Sunday, March 15, 2009

Review: Kelly Clarkson - "All I Ever Wanted" DELUXE EDITON

I've had the new Kelly Clarkson album for several days. I haven't had time to blog about it since I've been really sick all week. Which is just as well, as my feelings have changed drastically since the first listen.

I listened to All I Ever Wanted the whole way through on Wednesday in my car, where my CDs spend the early days of their lives, and I was not impressed. To be honest, I hated it. It sounded disjointed, my mind raced to compare it to the superior My December,and All I Ever Wanted comes up quite short in that comparison. The ballads "If No One Will Listen" and "Cry" are quite boring, nothing like Kelly's masterpieces "Because Of You" and "Irvine." There doesn't seem to be the instantly catchy singles like Breakaway, but there was a song or two that I wanted to hear again, so I kept the album in rotation. I still don't think it's a perfect album, but it has flashes of brilliance. Like the opening verse of "Long Shot" - a mashup of classical movements and electric guitars. Or the ballsy punk track "Whyyouwannabringmedown" which is completely out of place on this album but is still an incredibly fun song sung with buckets of sass. And the Duffy-esque "I Want You" also appears to have crawled off another, more interesting album. But of the songs that were hand-picked to be singles, opener "My Life Would Suck Without You" is the obvious best, the title track is also slinky funk-pop jam with radio written all over it. The two bonus tracks on the Deluxe edition are probably better rock/pop hybrid songs than the singles front loaded on the album, swap out "Tip Of My Tongue" for "I Do Not Hook Up" and you've got a better shaped disc.

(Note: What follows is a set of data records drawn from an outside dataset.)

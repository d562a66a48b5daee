//! 🔧 App Configuration — the sacred TOML-to-struct pipeline.
//!
//! 📡 "Config not found: We looked everywhere. Under the couch. Behind the fridge.
//! In the junk drawer. Nothing." — every developer at 3am 🦆
//!
//! 🏗️ Powered by Figment: `WKX_*` environment variables, optionally layered
//! under a TOML file. Three sections, all optional:
//!
//! ```toml
//! [analytics]            # where the analytics server lives and how to talk to it
//! request_address = "https://stats.example.com/"
//! site_id = "1"
//! auth_token = "..."
//!
//! [wiki]                 # how report labels map back to wiki pages
//! base_url = "https://wiki.example.com/"
//! default_wiki = "xwiki"
//!
//! [permissions]          # see permissions::AccessRules
//! guest_deny = ["xwiki:Admin."]
//! ```

use anyhow::Context;
use figment::{
    Figment,
    providers::{Env, Format, Toml},
};
use serde::{Deserialize, Deserializer};
use std::path::Path;
use tracing::info;

use crate::permissions::AccessRules;

/// 📦 The AppConfig: one struct to rule them all, one struct to find them.
#[derive(Debug, Deserialize, Clone, Default)]
pub struct AppConfig {
    #[serde(default)]
    pub analytics: AnalyticsConfig,
    #[serde(default)]
    pub wiki: WikiConfig,
    #[serde(default)]
    pub permissions: AccessRules,
}

/// 📡 The three strings the analytics server needs from us. Every one of them
/// defaults to empty, because an unset setting is an empty setting.
#[derive(Debug, Deserialize, Clone, Default)]
pub struct AnalyticsConfig {
    #[serde(default, deserialize_with = "loose_string")]
    pub request_address: String,
    #[serde(default, deserialize_with = "loose_string")]
    pub site_id: String,
    #[serde(default, deserialize_with = "loose_string")]
    pub auth_token: String,
}

// 🔢 `WKX_ANALYTICS__SITE_ID=1` arrives from figment as the number 1, not "1".
// Site ids and tokens are text to us, whatever they look like.
fn loose_string<'de, D>(deserializer: D) -> Result<String, D::Error>
where
    D: Deserializer<'de>,
{
    #[derive(Deserialize)]
    #[serde(untagged)]
    enum Loose {
        Text(String),
        Signed(i64),
        Unsigned(u64),
        Float(f64),
        Flag(bool),
    }

    Ok(match Loose::deserialize(deserializer)? {
        Loose::Text(text) => text,
        Loose::Signed(n) => n.to_string(),
        Loose::Unsigned(n) => n.to_string(),
        Loose::Float(n) => n.to_string(),
        Loose::Flag(flag) => flag.to_string(),
    })
}

/// 🗺️ Where the wiki lives, so relative report labels can be anchored.
#[derive(Debug, Deserialize, Clone)]
pub struct WikiConfig {
    #[serde(default)]
    pub base_url: Option<String>,
    #[serde(default = "default_wiki")]
    pub default_wiki: String,
}

fn default_wiki() -> String {
    "xwiki".to_string()
}

impl Default for WikiConfig {
    fn default() -> Self {
        Self {
            base_url: None,
            default_wiki: default_wiki(),
        }
    }
}

/// 🔌 Read-only view of the analytics settings. Hosts with their own settings
/// store implement this; standalone, [`AnalyticsConfig`] does.
pub trait ConfigurationProvider: Send + Sync {
    fn request_address(&self) -> &str;
    fn site_id(&self) -> &str;
    fn auth_token(&self) -> &str;
}

impl ConfigurationProvider for AnalyticsConfig {
    fn request_address(&self) -> &str {
        &self.request_address
    }

    fn site_id(&self) -> &str {
        &self.site_id
    }

    fn auth_token(&self) -> &str {
        &self.auth_token
    }
}

/// 🚀 Load the config — from env vars, and from a TOML file if one is given.
///
/// 📐 DESIGN NOTE:
///   - `config_file_name` None → env vars only (`WKX_ANALYTICS__SITE_ID=1` style, `__` nests).
///   - `config_file_name` Some → env vars + TOML file, merged. TOML wins on conflicts.
///
/// 💀 Returns an error if the config is unparseable, with a message that says where we looked.
pub fn load_config(config_file_name: Option<&Path>) -> anyhow::Result<AppConfig> {
    info!(
        "🔧 Loading configuration: {:#?}",
        config_file_name.unwrap_or(Path::new(""))
    );

    let config = Figment::new().merge(Env::prefixed("WKX_").split("__"));

    let config = match config_file_name {
        Some(file_name) => config.merge(Toml::file(file_name)),
        None => config,
    };

    let context_msg = match config_file_name {
        Some(path) => format!(
            "💀 Failed to parse configuration from file '{}' and environment variables (WKX_*). \
             The file exists in our hearts, but apparently not in a shape serde likes.",
            path.display()
        ),
        None => "💀 Failed to parse configuration from environment variables (WKX_*). \
                 No file was provided — this one's all on the environment."
            .to_string(),
    };

    config.extract().context(context_msg)
}

#[cfg(test)]
mod tests {
    use super::*;
    use std::io::Write;

    fn write_test_config(contents: &str) -> tempfile::NamedTempFile {
        let mut the_file = tempfile::Builder::new()
            .prefix("wkx_app_config_")
            .suffix(".toml")
            .tempfile()
            .expect("💀 Failed to create a temp config. The filesystem said 'new phone who dis'.");
        the_file
            .write_all(contents.as_bytes())
            .expect("💀 Failed to write test config.");
        the_file
    }

    #[test]
    fn the_one_where_every_section_shows_up() {
        let the_file = write_test_config(
            r#"
            [analytics]
            request_address = "https://stats.example.com/"
            site_id = "7"
            auth_token = "s3cr3t"

            [wiki]
            base_url = "https://wiki.example.com/"
            default_wiki = "xwiki"

            [permissions]
            guest_deny = ["xwiki:Admin."]

            [permissions.deny]
            alice = ["xwiki:HR."]
            "#,
        );

        let app_config = load_config(Some(the_file.path()))
            .expect("💀 Full config should parse. The schema drift goblin does not get this win.");

        assert_eq!(app_config.analytics.request_address(), "https://stats.example.com/");
        assert_eq!(app_config.analytics.site_id(), "7");
        assert_eq!(app_config.analytics.auth_token(), "s3cr3t");
        assert_eq!(app_config.wiki.base_url.as_deref(), Some("https://wiki.example.com/"));
        assert_eq!(app_config.wiki.default_wiki, "xwiki");
        assert_eq!(app_config.permissions.guest_deny, vec!["xwiki:Admin.".to_string()]);
        assert_eq!(app_config.permissions.deny["alice"], vec!["xwiki:HR.".to_string()]);
    }

    #[test]
    fn the_one_where_unset_settings_are_empty_strings() {
        let the_file = write_test_config(
            r#"
            [analytics]
            site_id = "3"
            "#,
        );

        let app_config: AppConfig = Figment::new()
            .merge(Toml::file(the_file.path()))
            .extract()
            .expect("💀 Sparse config should parse. Serde left us on read otherwise.");

        assert_eq!(app_config.analytics.site_id(), "3");
        assert_eq!(app_config.analytics.request_address(), "");
        assert_eq!(app_config.analytics.auth_token(), "");
        assert!(app_config.wiki.base_url.is_none());
        assert!(app_config.permissions.guest_deny.is_empty());
    }

    #[test]
    fn the_one_where_env_vars_fill_in_the_blanks() {
        figment::Jail::expect_with(|jail| {
            jail.set_env("WKX_ANALYTICS__SITE_ID", "42");
            jail.set_env("WKX_WIKI__DEFAULT_WIKI", "intranet");

            let app_config = load_config(None).map_err(|err| figment::Error::from(err.to_string()))?;
            assert_eq!(app_config.analytics.site_id(), "42");
            assert_eq!(app_config.wiki.default_wiki, "intranet");
            Ok(())
        });
    }

    #[test]
    fn the_one_where_a_broken_file_says_where_it_looked() {
        let the_file = write_test_config("[analytics]\nsite_id = [\"not\", \"a\", \"string\"]\n");
        let the_err = load_config(Some(the_file.path())).expect_err("💀 A list is not a site id");
        assert!(the_err.to_string().contains(&the_file.path().display().to_string()));
    }
}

But the centerpiece of the album are the songs Kelly co-wrote with One Republic front man Ryan Tedder, the beautifully drum-heavy "Already Gone" (which reminds me of Ryan's single for Beyonce "Halo") and the rapid-fire new wave jams "If I Can't Have You" and "Impossible" - proof that if Kelly had the right producer/co-writer team she could have written a whole album herself and made it both commercial viable and artistically cohesive.

In the end, Kelly can sing anything and make it awesome. Luckily some of the material provided for her on All I Ever Wanted is worthy of her.